Estefânia deixou cair lágrimas.
Ela suportou as próprias mágoas com resignação.
No entanto, não admitiu que Daniela viesse a humilhar sua mãe.
Permaneceu em silêncio.
O ar na enfermaria tornou-se denso e imóvel.
Péricles abriu a porta e entrou, enquanto todos da família Moreira ergueram os olhos para ele.
Todos, quase que ao mesmo tempo, olharam para o braço dele, envolto em ataduras.
Helder, temendo que Péricles, tomado por um impulso, mandasse Estefânia para a delegacia, apressou-se em pedir desculpas.

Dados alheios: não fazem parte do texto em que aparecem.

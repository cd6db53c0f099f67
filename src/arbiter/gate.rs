/*!
 * Exclusivity Gate
 * Serializes administrative commands through a single-owner token cell
 */

use super::types::{ArbiterError, ArbiterResult, CommandName};
use log::debug;
use parking_lot::Mutex;
use std::future::Future;
use std::sync::Arc;

#[derive(Default)]
struct TokenCell {
    holder: Option<CommandName>,
    /// Bumped on every claim and force-clear so a stale guard can never
    /// release a token it no longer owns
    epoch: u64,
}

/// Gate holding the process-wide exclusive-command token.
///
/// At most one command name occupies the cell at any instant. Claiming
/// never blocks: a held token fails the caller immediately with
/// [`ArbiterError::Conflict`] naming the holder. The token stays held
/// across every suspension inside the gated body and is released by guard
/// drop on completion, error, panic, or cancellation.
#[derive(Clone, Default)]
pub struct ExclusiveGate {
    cell: Arc<Mutex<TokenCell>>,
}

impl ExclusiveGate {
    pub fn new() -> Self {
        Self::default()
    }

    /// Claim the token for `command`, or fail with the holder's name
    pub fn claim(&self, command: CommandName) -> ArbiterResult<GateGuard> {
        let mut cell = self.cell.lock();
        if let Some(held_by) = cell.holder {
            return Err(ArbiterError::Conflict { held_by });
        }
        cell.holder = Some(command);
        cell.epoch += 1;
        debug!("exclusivity token claimed by {}", command);
        Ok(GateGuard {
            cell: Arc::clone(&self.cell),
            epoch: cell.epoch,
        })
    }

    /// Run `body` while holding the token for `command`
    pub async fn run_exclusive<T, F>(&self, command: CommandName, body: F) -> ArbiterResult<T>
    where
        F: Future<Output = ArbiterResult<T>>,
    {
        let _guard = self.claim(command)?;
        body.await
    }

    /// Name of the command currently holding the token, if any
    pub fn holder(&self) -> Option<CommandName> {
        self.cell.lock().holder
    }

    /// Clear the token regardless of holder. Emergency-stop path only.
    pub fn force_clear(&self) {
        let mut cell = self.cell.lock();
        cell.holder = None;
        cell.epoch += 1;
    }
}

/// Releases the exclusivity token when dropped
pub struct GateGuard {
    cell: Arc<Mutex<TokenCell>>,
    epoch: u64,
}

impl Drop for GateGuard {
    fn drop(&mut self) {
        let mut cell = self.cell.lock();
        if cell.epoch == self.epoch {
            cell.holder = None;
        }
    }
}
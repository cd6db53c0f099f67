/*!
 * Redirect Module
 * Multiplexes child-process output pipes through event-loop registrations
 */

mod redirector;
mod types;

// Re-export public API
pub use redirector::Redirector;
pub use types::{NullSink, Registration, Sink, StreamKind};
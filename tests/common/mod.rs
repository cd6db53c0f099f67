/*!
 * Shared test doubles: event loop, process handles, sinks, dispatcher
 */
#![allow(dead_code)]

use arbiter_core::core::types::{Fd, Pid};
use arbiter_core::process::{ProcessError, ProcessHandle, ProcessResult};
use arbiter_core::reactor::{
    EventLoop, Interest, ReactorError, ReactorResult, ReadHandler, ScheduledCallback,
};
use arbiter_core::redirect::Sink;
use arbiter_core::signals::{Dispatcher, Emergency};
use futures::future::BoxFuture;
use futures::FutureExt;
use parking_lot::Mutex;
use std::collections::HashMap;
use std::sync::atomic::{AtomicBool, AtomicUsize, Ordering};
use std::sync::Arc;
use std::time::Duration;

/// Event loop double with tornado-like semantics: strict add (fails on a
/// second registration for the same fd), silent remove, and a queue of
/// callbacks scheduled from signal context.
#[derive(Default)]
pub struct FakeLoop {
    handlers: Mutex<HashMap<Fd, Arc<Mutex<ReadHandler>>>>,
    scheduled: Mutex<Vec<ScheduledCallback>>,
    closed: AtomicBool,
    pub add_calls: AtomicUsize,
    pub remove_calls: AtomicUsize,
    pub schedule_calls: AtomicUsize,
}

impl FakeLoop {
    pub fn new() -> Arc<Self> {
        Arc::new(Self::default())
    }

    /// Simulate an unusable loop: schedule_from_signal starts failing
    pub fn close(&self) {
        self.closed.store(true, Ordering::SeqCst);
    }

    pub fn has_handler(&self, fd: Fd) -> bool {
        self.handlers.lock().contains_key(&fd)
    }

    pub fn handler_count(&self) -> usize {
        self.handlers.lock().len()
    }

    /// Deliver read-readiness for `fd`
    pub fn fire(&self, fd: Fd) {
        let handler = self.handlers.lock().get(&fd).cloned();
        if let Some(handler) = handler {
            (handler.lock())();
        }
    }

    pub fn scheduled_count(&self) -> usize {
        self.scheduled.lock().len()
    }

    /// Run everything queued from signal context, as the loop thread would
    pub fn run_scheduled(&self) -> usize {
        let drained: Vec<ScheduledCallback> = self.scheduled.lock().drain(..).collect();
        let count = drained.len();
        for callback in drained {
            callback();
        }
        count
    }

    /// Register a handler behind the redirector's back, simulating the
    /// drift scenario where the loop already knows the descriptor
    pub fn register_external(&self, fd: Fd) {
        self.handlers
            .lock()
            .insert(fd, Arc::new(Mutex::new(Box::new(|| {}))));
    }
}

impl EventLoop for FakeLoop {
    fn add_handler(&self, fd: Fd, handler: ReadHandler, _interest: Interest) -> ReactorResult<()> {
        self.add_calls.fetch_add(1, Ordering::SeqCst);
        let mut handlers = self.handlers.lock();
        if handlers.contains_key(&fd) {
            return Err(ReactorError::AddedTwice(fd));
        }
        handlers.insert(fd, Arc::new(Mutex::new(handler)));
        Ok(())
    }

    fn remove_handler(&self, fd: Fd) {
        self.remove_calls.fetch_add(1, Ordering::SeqCst);
        self.handlers.lock().remove(&fd);
    }

    fn schedule_from_signal(&self, callback: ScheduledCallback) -> ReactorResult<()> {
        if self.closed.load(Ordering::SeqCst) {
            return Err(ReactorError::LoopClosed);
        }
        self.schedule_calls.fetch_add(1, Ordering::SeqCst);
        self.scheduled.lock().push(callback);
        Ok(())
    }
}

/// Shared observation point into a [`FakeProcess`]
#[derive(Clone, Default)]
pub struct ProcessProbe {
    stopped: Arc<AtomicBool>,
    start_calls: Arc<AtomicUsize>,
    stop_calls: Arc<AtomicUsize>,
    exit_status: Arc<Mutex<Option<i32>>>,
}

impl ProcessProbe {
    pub fn start_count(&self) -> usize {
        self.start_calls.load(Ordering::SeqCst)
    }

    pub fn stop_count(&self) -> usize {
        self.stop_calls.load(Ordering::SeqCst)
    }

    pub fn is_stopped(&self) -> bool {
        self.stopped.load(Ordering::SeqCst)
    }

    /// Make the next try_wait report the child exited with `status`
    pub fn set_exited(&self, status: i32) {
        *self.exit_status.lock() = Some(status);
    }
}

/// Process handle double; starts stopped
pub struct FakeProcess {
    pid: Pid,
    probe: ProcessProbe,
    start_delay: Duration,
    fail_start: bool,
    stdout: Option<Fd>,
    stderr: Option<Fd>,
}

impl FakeProcess {
    pub fn new(pid: Pid) -> Self {
        let probe = ProcessProbe::default();
        probe.stopped.store(true, Ordering::SeqCst);
        Self {
            pid,
            probe,
            start_delay: Duration::ZERO,
            fail_start: false,
            stdout: None,
            stderr: None,
        }
    }

    pub fn with_start_delay(mut self, delay: Duration) -> Self {
        self.start_delay = delay;
        self
    }

    pub fn with_failing_start(mut self) -> Self {
        self.fail_start = true;
        self
    }

    pub fn with_stdout_fd(mut self, fd: Fd) -> Self {
        self.stdout = Some(fd);
        self
    }

    pub fn with_stderr_fd(mut self, fd: Fd) -> Self {
        self.stderr = Some(fd);
        self
    }

    pub fn probe(&self) -> ProcessProbe {
        self.probe.clone()
    }
}

impl ProcessHandle for FakeProcess {
    fn pid(&self) -> Pid {
        self.pid
    }

    fn start(&mut self) -> BoxFuture<'_, ProcessResult<()>> {
        let pid = self.pid;
        let probe = self.probe.clone();
        let delay = self.start_delay;
        let fail = self.fail_start;
        async move {
            if fail {
                return Err(ProcessError::StartFailed {
                    pid,
                    reason: "simulated spawn failure".into(),
                });
            }
            if !delay.is_zero() {
                tokio::time::sleep(delay).await;
            }
            probe.stopped.store(false, Ordering::SeqCst);
            probe.start_calls.fetch_add(1, Ordering::SeqCst);
            Ok(())
        }
        .boxed()
    }

    fn stop(&mut self) -> BoxFuture<'_, ProcessResult<()>> {
        let probe = self.probe.clone();
        async move {
            probe.stopped.store(true, Ordering::SeqCst);
            probe.stop_calls.fetch_add(1, Ordering::SeqCst);
            Ok(())
        }
        .boxed()
    }

    fn is_stopped(&self) -> bool {
        self.probe.is_stopped()
    }

    fn stdout_fd(&self) -> Option<Fd> {
        self.stdout
    }

    fn stderr_fd(&self) -> Option<Fd> {
        self.stderr
    }

    fn try_wait(&mut self) -> Option<i32> {
        let status = self.probe.exit_status.lock().take();
        if status.is_some() {
            self.probe.stopped.store(true, Ordering::SeqCst);
        }
        status
    }
}

/// Sink recording every write and end-of-stream notification
#[derive(Default)]
pub struct RecordingSink {
    pub writes: Mutex<Vec<(Pid, Vec<u8>)>>,
    pub eofs: Mutex<Vec<Pid>>,
}

impl RecordingSink {
    pub fn new() -> Arc<Self> {
        Arc::new(Self::default())
    }

    pub fn written(&self) -> Vec<u8> {
        self.writes
            .lock()
            .iter()
            .flat_map(|(_, data)| data.iter().copied())
            .collect()
    }
}

impl Sink for RecordingSink {
    fn write(&self, pid: Pid, data: &[u8]) {
        self.writes.lock().push((pid, data.to_vec()));
    }

    fn eof(&self, pid: Pid) {
        self.eofs.lock().push(pid);
    }
}

/// Dispatcher recording parsed command requests
#[derive(Default)]
pub struct RecordingDispatcher {
    pub requests: Mutex<Vec<serde_json::Value>>,
}

impl RecordingDispatcher {
    pub fn new() -> Arc<Self> {
        Arc::new(Self::default())
    }

    pub fn request_count(&self) -> usize {
        self.requests.lock().len()
    }
}

impl Dispatcher for RecordingDispatcher {
    fn dispatch(&self, request: &[u8]) {
        let parsed = serde_json::from_slice(request).expect("dispatcher got invalid JSON");
        self.requests.lock().push(parsed);
    }
}

/// Emergency double that records the invocation instead of exiting
#[derive(Default)]
pub struct FakeEmergency {
    pub calls: AtomicUsize,
}

impl FakeEmergency {
    pub fn new() -> Arc<Self> {
        Arc::new(Self::default())
    }

    pub fn call_count(&self) -> usize {
        self.calls.load(Ordering::SeqCst)
    }
}

impl Emergency for FakeEmergency {
    fn fail_fast(&self) {
        self.calls.fetch_add(1, Ordering::SeqCst);
    }
}
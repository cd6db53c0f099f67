/*!
 * Reactor Types
 * Handler aliases and event-loop error contract
 */

use crate::core::types::Fd;
use thiserror::Error;

/// Reactor operation result
pub type ReactorResult<T> = Result<T, ReactorError>;

/// Event-loop faults surfaced through the collaborator contract
#[derive(Error, Debug, Clone, PartialEq, Eq)]
pub enum ReactorError {
    /// A handler is already registered for this descriptor. Occurrence in
    /// normal operation indicates a violated invariant in the caller: the
    /// redirector avoids it entirely with remove-before-add.
    #[error("fd {0} added twice")]
    AddedTwice(Fd),

    /// The loop can no longer accept work (shut down or corrupted)
    #[error("event loop is closed")]
    LoopClosed,
}

/// I/O readiness the caller wants to be woken for
#[derive(Debug, Clone, Copy, PartialEq, Eq)]
pub enum Interest {
    Readable,
    Writable,
}

/// Per-descriptor readiness handler, invoked on the loop thread
pub type ReadHandler = Box<dyn FnMut() + Send>;

/// Callback handed to the loop from signal context, run on the loop thread
pub type ScheduledCallback = Box<dyn FnOnce() + Send>;
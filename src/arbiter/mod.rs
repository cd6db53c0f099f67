/*!
 * Arbiter Module
 * Top-level coordinator: watcher collection plus the exclusivity gate
 */

mod arbiter;
mod gate;
mod types;
mod watcher;

// Re-export public API
pub use arbiter::Arbiter;
pub use gate::{ExclusiveGate, GateGuard};
pub use types::{ArbiterError, ArbiterResult, CommandName, StartOutcome, StopOutcome, WatcherState};
pub use watcher::Watcher;
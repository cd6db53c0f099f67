/*!
 * Reactor Module
 * Event-loop collaborator contract consumed by the redirector and signal bridge
 */

mod traits;
mod types;

// Re-export public API
pub use traits::EventLoop;
pub use types::{Interest, ReactorError, ReactorResult, ReadHandler, ScheduledCallback};
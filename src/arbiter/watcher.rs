/*!
 * Watcher
 * One named, supervised unit of child processes
 */

use super::types::{ArbiterResult, WatcherState};
use crate::process::ProcessHandle;
use crate::redirect::{NullSink, Redirector, Sink, StreamKind};
use log::{debug, info, warn};
use std::sync::Arc;

/// A configured, named unit of one or more supervised child processes.
///
/// Owned by the arbiter's watcher collection; all mutation happens on the
/// loop thread through arbiter commands.
pub struct Watcher {
    name: String,
    autostart: bool,
    on_demand: bool,
    state: WatcherState,
    processes: Vec<Box<dyn ProcessHandle>>,
    stdout_sink: Arc<dyn Sink>,
    stderr_sink: Arc<dyn Sink>,
}

impl Watcher {
    pub fn new(name: impl Into<String>) -> Self {
        Self {
            name: name.into(),
            autostart: true,
            on_demand: false,
            state: WatcherState::Stopped,
            processes: Vec::new(),
            stdout_sink: Arc::new(NullSink),
            stderr_sink: Arc::new(NullSink),
        }
    }

    #[must_use]
    pub fn with_autostart(mut self, autostart: bool) -> Self {
        self.autostart = autostart;
        self
    }

    #[must_use]
    pub fn with_on_demand(mut self, on_demand: bool) -> Self {
        self.on_demand = on_demand;
        self
    }

    #[must_use]
    pub fn with_stdout_sink(mut self, sink: Arc<dyn Sink>) -> Self {
        self.stdout_sink = sink;
        self
    }

    #[must_use]
    pub fn with_stderr_sink(mut self, sink: Arc<dyn Sink>) -> Self {
        self.stderr_sink = sink;
        self
    }

    #[must_use]
    pub fn with_process(mut self, handle: Box<dyn ProcessHandle>) -> Self {
        self.processes.push(handle);
        self
    }

    pub fn add_process(&mut self, handle: Box<dyn ProcessHandle>) {
        self.processes.push(handle);
    }

    pub fn name(&self) -> &str {
        &self.name
    }

    pub fn autostart(&self) -> bool {
        self.autostart
    }

    pub fn on_demand(&self) -> bool {
        self.on_demand
    }

    pub fn state(&self) -> WatcherState {
        self.state
    }

    pub fn is_stopped(&self) -> bool {
        matches!(self.state, WatcherState::Stopped)
    }

    pub fn process_count(&self) -> usize {
        self.processes.len()
    }

    /// Start every process and attach its pipes. Returns whether a start
    /// actually happened; an already-running watcher is left untouched.
    pub(crate) async fn start(&mut self, redirector: &mut Redirector) -> ArbiterResult<bool> {
        if !self.is_stopped() {
            return Ok(false);
        }

        self.state = WatcherState::Starting;
        for handle in &mut self.processes {
            if let Err(err) = handle.start().await {
                self.state = WatcherState::Stopped;
                return Err(err.into());
            }
        }

        for handle in &self.processes {
            let pid = handle.pid();
            if let Some(fd) = handle.stdout_fd() {
                redirector.add_pipe(fd, StreamKind::Stdout, pid, Arc::clone(&self.stdout_sink));
            }
            if let Some(fd) = handle.stderr_fd() {
                redirector.add_pipe(fd, StreamKind::Stderr, pid, Arc::clone(&self.stderr_sink));
            }
        }

        self.state = WatcherState::Running;
        info!("watcher {} started", self.name);
        Ok(true)
    }

    /// Stop every process after detaching its pipes. Returns whether a stop
    /// actually happened. The watcher always ends up Stopped, even when a
    /// process reports a stop failure; the first such failure is returned.
    pub(crate) async fn stop(&mut self, redirector: &mut Redirector) -> ArbiterResult<bool> {
        if self.is_stopped() {
            return Ok(false);
        }

        self.state = WatcherState::Stopping;
        let mut first_error = None;
        for handle in &mut self.processes {
            if let Some(fd) = handle.stdout_fd() {
                redirector.remove_pipe(fd);
            }
            if let Some(fd) = handle.stderr_fd() {
                redirector.remove_pipe(fd);
            }
            if let Err(err) = handle.stop().await {
                warn!("watcher {}: {}", self.name, err);
                first_error.get_or_insert(err);
            }
        }

        self.state = WatcherState::Stopped;
        info!("watcher {} stopped", self.name);
        match first_error {
            Some(err) => Err(err.into()),
            None => Ok(true),
        }
    }

    /// Emergency-stop variant: never fails, every process is told to stop
    /// and the watcher is forced into Stopped
    pub(crate) async fn force_stop(&mut self, redirector: &mut Redirector) {
        self.state = WatcherState::Stopping;
        for handle in &mut self.processes {
            if let Some(fd) = handle.stdout_fd() {
                redirector.remove_pipe(fd);
            }
            if let Some(fd) = handle.stderr_fd() {
                redirector.remove_pipe(fd);
            }
            if let Err(err) = handle.stop().await {
                warn!("watcher {} (emergency stop): {}", self.name, err);
            }
        }
        self.state = WatcherState::Stopped;
    }

    /// Reap exited processes and drop their redirections. Returns the
    /// number reaped.
    pub(crate) fn reap(&mut self, redirector: &mut Redirector) -> usize {
        let name = self.name.clone();
        let mut reaped = 0;
        self.processes.retain_mut(|handle| match handle.try_wait() {
            Some(status) => {
                debug!(
                    "watcher {}: reaped pid {} (exit status {})",
                    name,
                    handle.pid(),
                    status
                );
                if let Some(fd) = handle.stdout_fd() {
                    redirector.remove_pipe(fd);
                }
                if let Some(fd) = handle.stderr_fd() {
                    redirector.remove_pipe(fd);
                }
                reaped += 1;
                false
            }
            None => true,
        });

        if reaped > 0 && self.processes.is_empty() && self.state == WatcherState::Running {
            debug!("watcher {}: no processes left, marking stopped", name);
            self.state = WatcherState::Stopped;
        }
        reaped
    }

    /// Advance the watcher's own state machine: reap what exited and settle
    /// lifecycle state. Part of the periodic management cycle.
    pub(crate) async fn manage_processes(&mut self, redirector: &mut Redirector) -> ArbiterResult<()> {
        let reaped = self.reap(redirector);
        if reaped > 0 {
            debug!("watcher {}: managed, {} process(es) reaped", self.name, reaped);
        }
        Ok(())
    }
}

“Foi falha minha na educação, não importa o que tenha acontecido, ferir alguém está errado. Gostaria que, por minha consideração, você desse a Estefânia uma oportunidade de corrigir seu erro.”
Helder fez uma profunda reverência a Péricles.
Era um gesto de humildade extrema.
O coração de Estefânia pareceu ser perfurado por algo.
As lágrimas nos cantos de seus olhos teimavam em não cair.
“Pai, o que está fazendo? Como eu poderia me preocupar com isso em relação à Estefânia?” Péricles segurou Helder, “Não pense assim, por favor... Eu só quero conversar um pouco com Estefânia.”
O ambiente ficou ainda mais carregado.
Estefânia levantou-se e acompanhou Péricles para fora da enfermaria.
O inevitável não podia ser evitado.
Ela não se arrependeu da impulsividade que acabara de demonstrar.
Já havia sentido vontade de agir assim há muito tempo.
“Quando vamos?”
O olhar de Estefânia tornou-se vazio e distante.
Péricles franziu a testa, “Ir para onde?”
“Para a delegacia.”
“Você quer mesmo se entregar assim?” Ele não compreendia o estado de espírito de Estefânia naquele momento, “Estefânia, você realmente mudou muito. O que aconteceu entre nós?”
O canto dos lábios de Estefânia esboçou um sorriso amargo, enquanto ela fitava as inúmeras flocos de neve caindo do céu.
Sua voz soava etérea, como folhas secas ao vento, “Péricles, parabéns, você vai ser pai.”
Um bebê nascido com o amor dos pais.
Deveria ser a criança mais feliz do mundo.
Diferente do filho dela.
Que, antes mesmo de nascer, já parecia amaldiçoado.